Music is more immediate. It can appeal to the intellect, but it is distinguished from other media by its emotional intensity. But I do think good fiction strives to achieve the same effect as good music--to be effortless in transporting the reader into some other place or emotional state.

For music to be of interest to a writer does it have to have some special attributes. For instance, authenticity? a distinctive voice?
I have to have lyrics. Doesn't matter if they even make sense, so long as they make sense in combination with the music they're attached to. And the music has to have changes in it, or it has to, as The Fall do, use repetition to create change. Authenticity exists within the confines of the song itself, not in the background of the musician. I think in music, the "voice" is actually the music itself. In writing, "voice" is the style of writing. So in a sense, style in fiction is the music, with the lyrics being the narrative.

Are some genres of more interest than others? For instance, is pop or hip hop too young or too ubiquitous or too consumerist? Is Folk or Country and Western (say) better because it's more rooted or deals with mature interests? Or the other way around (pop says more about our world, because it is part of our world, for instance).
We're living in a cross-genre world--everything's getting mixed together, sampled, re-cast in different contexts. Both in music and in literature. The reason for that is that the world we're living in is getting more and more absurd, superficially complex, and desperate. The only way to make sense of it, to try to get at something universal, is to blend styles of music, to blend styles of fiction.
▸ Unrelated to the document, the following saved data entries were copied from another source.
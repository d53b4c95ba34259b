use super::{BelongsTo, Entity, EntityId, Field, FieldId, FieldTy, ForeignKey, Location, Schema};
use crate::{stmt, Error, Result};

/// Builds and validates a [`Schema`].
///
/// Relation targets and foreign-key references are declared by name and
/// resolved at build time; a dangling name fails the build.
#[derive(Debug, Default)]
pub struct Builder {
    entities: Vec<EntityBuilder>,
}

#[derive(Debug)]
pub struct EntityBuilder {
    name: String,
    location: Location,
    collection: Option<String>,
    fields: Vec<FieldDef>,
}

#[derive(Debug)]
enum FieldDef {
    Primitive {
        name: String,
        ty: stmt::Type,
    },
    Virtual {
        name: String,
        ty: stmt::Type,
    },
    BelongsTo {
        name: String,
        target: String,
        foreign_key: String,
        references: String,
    },
}

impl Builder {
    pub fn entity(mut self, entity: EntityBuilder) -> Self {
        self.entities.push(entity);
        self
    }

    pub fn build(self) -> Result<Schema> {
        let mut entities = Vec::with_capacity(self.entities.len());

        for (index, def) in self.entities.iter().enumerate() {
            entities.push(self.build_entity(def, EntityId(index))?);
        }

        self.resolve_references(&mut entities)?;

        Ok(Schema { entities })
    }

    fn build_entity(&self, def: &EntityBuilder, id: EntityId) -> Result<Entity> {
        let fields = def
            .fields
            .iter()
            .enumerate()
            .map(|(index, field)| {
                let field_id = FieldId { entity: id, index };

                Ok(match field {
                    FieldDef::Primitive { name, ty } => Field {
                        id: field_id,
                        name: name.clone(),
                        ty: FieldTy::Primitive(ty.clone()),
                        nullable: false,
                    },
                    FieldDef::Virtual { name, ty } => Field {
                        id: field_id,
                        name: name.clone(),
                        ty: FieldTy::Virtual(ty.clone()),
                        nullable: true,
                    },
                    FieldDef::BelongsTo {
                        name,
                        target,
                        foreign_key,
                        ..
                    } => {
                        let source = def
                            .fields
                            .iter()
                            .position(|field| {
                                matches!(field, FieldDef::Primitive { name, .. } if name == foreign_key)
                            })
                            .ok_or_else(|| Error::unknown_field(&def.name, foreign_key))?;

                        let target_id = self.entity_id_by_name(target)?;

                        Field {
                            id: field_id,
                            name: name.clone(),
                            ty: BelongsTo {
                                target: target_id,
                                foreign_key: ForeignKey {
                                    field: FieldId {
                                        entity: id,
                                        index: source,
                                    },
                                    // Resolved by `resolve_references` once
                                    // all entities exist.
                                    references: FieldId {
                                        entity: target_id,
                                        index: usize::MAX,
                                    },
                                },
                            }
                            .into(),
                            nullable: true,
                        }
                    }
                })
            })
            .collect::<Result<Vec<_>>>()?;

        Ok(Entity {
            id,
            name: def.name.clone(),
            location: def.location,
            collection: def.collection.clone(),
            fields,
        })
    }

    /// Second pass: resolve the `references` side of every foreign key.
    fn resolve_references(&self, entities: &mut [Entity]) -> Result<()> {
        for (entity_index, def) in self.entities.iter().enumerate() {
            for (field_index, field_def) in def.fields.iter().enumerate() {
                let FieldDef::BelongsTo {
                    target, references, ..
                } = field_def
                else {
                    continue;
                };

                let target_id = self.entity_id_by_name(target)?;
                let references_index = self.entities[target_id.0]
                    .fields
                    .iter()
                    .position(|field| {
                        matches!(field, FieldDef::Primitive { name, .. } if name == references)
                    })
                    .ok_or_else(|| Error::unknown_field(target, references))?;

                let FieldTy::BelongsTo(belongs_to) =
                    &mut entities[entity_index].fields[field_index].ty
                else {
                    unreachable!()
                };
                belongs_to.foreign_key.references.index = references_index;
            }
        }
        Ok(())
    }

    fn entity_id_by_name(&self, name: &str) -> Result<EntityId> {
        self.entities
            .iter()
            .position(|entity| entity.name == name)
            .map(EntityId)
            .ok_or_else(|| Error::unknown_entity(name))
    }
}

impl EntityBuilder {
    pub fn new(name: impl Into<String>) -> Self {
        Self {
            name: name.into(),
            location: Location::Local,
            collection: None,
            fields: Vec::new(),
        }
    }

    /// Marks the entity as owned by the remote backend.
    pub fn remote(mut self) -> Self {
        self.location = Location::Remote;
        self
    }

    /// Sets the storage collection name.
    pub fn collection(mut self, name: impl Into<String>) -> Self {
        self.collection = Some(name.into());
        self
    }

    pub fn field(mut self, name: impl Into<String>, ty: stmt::Type) -> Self {
        self.fields.push(FieldDef::Primitive {
            name: name.into(),
            ty,
        });
        self
    }

    /// A response-only attribute; documents the contract, never stored.
    pub fn virtual_field(mut self, name: impl Into<String>, ty: stmt::Type) -> Self {
        self.fields.push(FieldDef::Virtual {
            name: name.into(),
            ty,
        });
        self
    }

    /// A relation resolved through `foreign_key` on this entity referencing
    /// `references` on the target.
    pub fn belongs_to(
        mut self,
        name: impl Into<String>,
        target: impl Into<String>,
        foreign_key: impl Into<String>,
        references: impl Into<String>,
    ) -> Self {
        self.fields.push(FieldDef::BelongsTo {
            name: name.into(),
            target: target.into(),
            foreign_key: foreign_key.into(),
            references: references.into(),
        });
        self
    }
}
use super::Error;

/// Error when a statement references an entity the schema does not define.
#[derive(Debug)]
pub(super) struct UnknownEntity {
    name: Box<str>,
}

impl std::error::Error for UnknownEntity {}

impl core::fmt::Display for UnknownEntity {
    fn fmt(&self, f: &mut core::fmt::Formatter) -> core::fmt::Result {
        write!(f, "unknown entity: {}", self.name)
    }
}

impl Error {
    /// Creates an unknown entity error.
    pub fn unknown_entity(name: impl Into<String>) -> Error {
        Error::from(super::ErrorKind::UnknownEntity(UnknownEntity {
            name: name.into().into_boxed_str(),
        }))
    }

    /// Returns `true` if this error is an unknown entity error.
    pub fn is_unknown_entity(&self) -> bool {
        matches!(self.kind(), super::ErrorKind::UnknownEntity(_))
    }
}
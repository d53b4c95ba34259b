//! Converts OData JSON bodies into statement values.

use crosstitch_core::{
    stmt::{Value, ValueRecord},
    Error, Result,
};

/// Extracts the result rows from a response body: v4 wraps them in a
/// top-level `value` array, v2 in `d.results`.
pub(crate) fn rows_from_body(body: serde_json::Value) -> Result<Vec<ValueRecord>> {
    let rows = body
        .get("value")
        .or_else(|| body.pointer("/d/results"))
        .and_then(serde_json::Value::as_array)
        .ok_or_else(|| Error::transport_message("unrecognized response body shape"))?;

    rows.iter().map(record_from_json).collect()
}

fn record_from_json(row: &serde_json::Value) -> Result<ValueRecord> {
    let serde_json::Value::Object(fields) = row else {
        return Err(Error::transport_message(format!(
            "expected a JSON object row; got {row}"
        )));
    };

    let mut record = ValueRecord::new();
    for (name, value) in fields {
        // v2 payloads carry __metadata alongside the data fields
        if name.starts_with("__") {
            continue;
        }
        record.insert(&name[..], value_from_json(value)?);
    }
    Ok(record)
}

fn value_from_json(value: &serde_json::Value) -> Result<Value> {
    Ok(match value {
        serde_json::Value::Null => Value::Null,
        serde_json::Value::Bool(v) => Value::Bool(*v),
        serde_json::Value::Number(v) => {
            let Some(v) = v.as_i64() else {
                return Err(Error::transport_message(format!(
                    "unsupported numeric value; value={v}"
                )));
            };
            Value::I64(v)
        }
        serde_json::Value::String(v) => Value::String(v.clone()),
        serde_json::Value::Array(items) => Value::List(
            items
                .iter()
                .map(value_from_json)
                .collect::<Result<Vec<_>>>()?,
        ),
        serde_json::Value::Object(_) => Value::Record(record_from_json(value)?),
    })
}
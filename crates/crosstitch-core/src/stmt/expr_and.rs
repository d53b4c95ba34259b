use super::*;

use std::ops;

#[derive(Debug, Clone, PartialEq)]
pub struct ExprAnd {
    pub operands: Vec<Expr>,
}

impl Expr {
    pub fn and(lhs: impl Into<Self>, rhs: impl Into<Self>) -> Self {
        let mut lhs = lhs.into();
        let rhs = rhs.into();

        match (&mut lhs, rhs) {
            (expr, rhs) if expr.is_true() => rhs,
            (_, expr) if expr.is_true() => lhs,
            (Self::And(lhs_and), Self::And(rhs_and)) => {
                lhs_and.operands.extend(rhs_and.operands);
                lhs
            }
            (Self::And(lhs_and), rhs) => {
                lhs_and.operands.push(rhs);
                lhs
            }
            (_, Self::And(mut rhs_and)) => {
                rhs_and.operands.insert(0, lhs);
                rhs_and.into()
            }
            (_, rhs) => ExprAnd {
                operands: vec![lhs, rhs],
            }
            .into(),
        }
    }
}

impl ops::Deref for ExprAnd {
    type Target = [Expr];

    fn deref(&self) -> &Self::Target {
        self.operands.deref()
    }
}

impl<'a> IntoIterator for &'a ExprAnd {
    type IntoIter = std::slice::Iter<'a, Expr>;
    type Item = &'a Expr;

    fn into_iter(self) -> Self::IntoIter {
        self.operands.iter()
    }
}

impl From<ExprAnd> for Expr {
    fn from(value: ExprAnd) -> Self {
        Self::And(value)
    }
}
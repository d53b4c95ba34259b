use super::Error;

/// Error from the remote transport.
///
/// A transport error is fatal for the request that triggered the remote
/// call: it propagates to the caller as the read's failure and is never
/// masked with partial data.
#[derive(Debug)]
pub(super) enum TransportError {
    /// Transport-level failure with no underlying error value.
    Message(Box<str>),

    /// Wraps the underlying error (reqwest, IO, ...).
    Source(Box<dyn std::error::Error + Send + Sync>),
}

impl TransportError {
    pub(super) fn source(&self) -> Option<&(dyn std::error::Error + 'static)> {
        match self {
            Self::Message(_) => None,
            Self::Source(err) => Some(err.as_ref()),
        }
    }
}

impl std::error::Error for TransportError {
    fn source(&self) -> Option<&(dyn std::error::Error + 'static)> {
        TransportError::source(self)
    }
}

impl core::fmt::Display for TransportError {
    fn fmt(&self, f: &mut core::fmt::Formatter) -> core::fmt::Result {
        f.write_str("transport error: ")?;
        match self {
            Self::Message(message) => f.write_str(message),
            Self::Source(err) => {
                // Display the error and walk its source chain
                core::fmt::Display::fmt(err, f)?;
                let mut source = err.source();
                while let Some(err) = source {
                    write!(f, ": {}", err)?;
                    source = err.source();
                }
                Ok(())
            }
        }
    }
}

impl Error {
    /// Creates an error from a transport error.
    ///
    /// This is the preferred way to convert transport-specific errors
    /// (reqwest errors, IO errors, ...) into crosstitch errors.
    pub fn transport(err: impl std::error::Error + Send + Sync + 'static) -> Error {
        Error::from(super::ErrorKind::Transport(TransportError::Source(
            Box::new(err),
        )))
    }

    /// Creates a transport error from a message, without an underlying error.
    pub fn transport_message(message: impl Into<String>) -> Error {
        Error::from(super::ErrorKind::Transport(TransportError::Message(
            message.into().into_boxed_str(),
        )))
    }

    /// Returns `true` if this error is a transport error.
    ///
    /// Lets callers recognize read failures caused by the remote system.
    pub fn is_transport(&self) -> bool {
        matches!(self.kind(), super::ErrorKind::Transport(_))
    }
}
Who is a literary rock star or musician? Does this make them better or just different to other musicians?
Literary rock stars and music rock stars are just trading off of their sex appeal, basically, their charm or swagger. This is completely unnecessary to most forms of fiction writing, and has nothing to do with that writing. In music, on the other hand, because of the nature of live performance, this kind of swagger or sex appeal is indispensible to certain kinds of music. I think this is one major difference between fiction and music. Also, I think writers tend to adopt or exploit wagger and sex appeal more cynically than musicians. The result is that, unfortunately, mediocre writers often through charm alone get better notices than the ugly or socially inept ones.

The sixties seemed to bring a convergence of music and poetry, art and literature - at least for a lot of writers. Was this an unusual/unique era? Or is it more unusual now, when they have drifted further apart?
I think, again, this is a cross-genre period. House of Leaves, Danielewski's great novel, has a soundtrack. McSweeney's magazine out of NYC has blended music and fiction. My last novel, City of Saints & Madmen, has a whole CD of experimental music devoted to it. And I'm working on a dramatization of part of my next novel that will be a short film with a soundtrack.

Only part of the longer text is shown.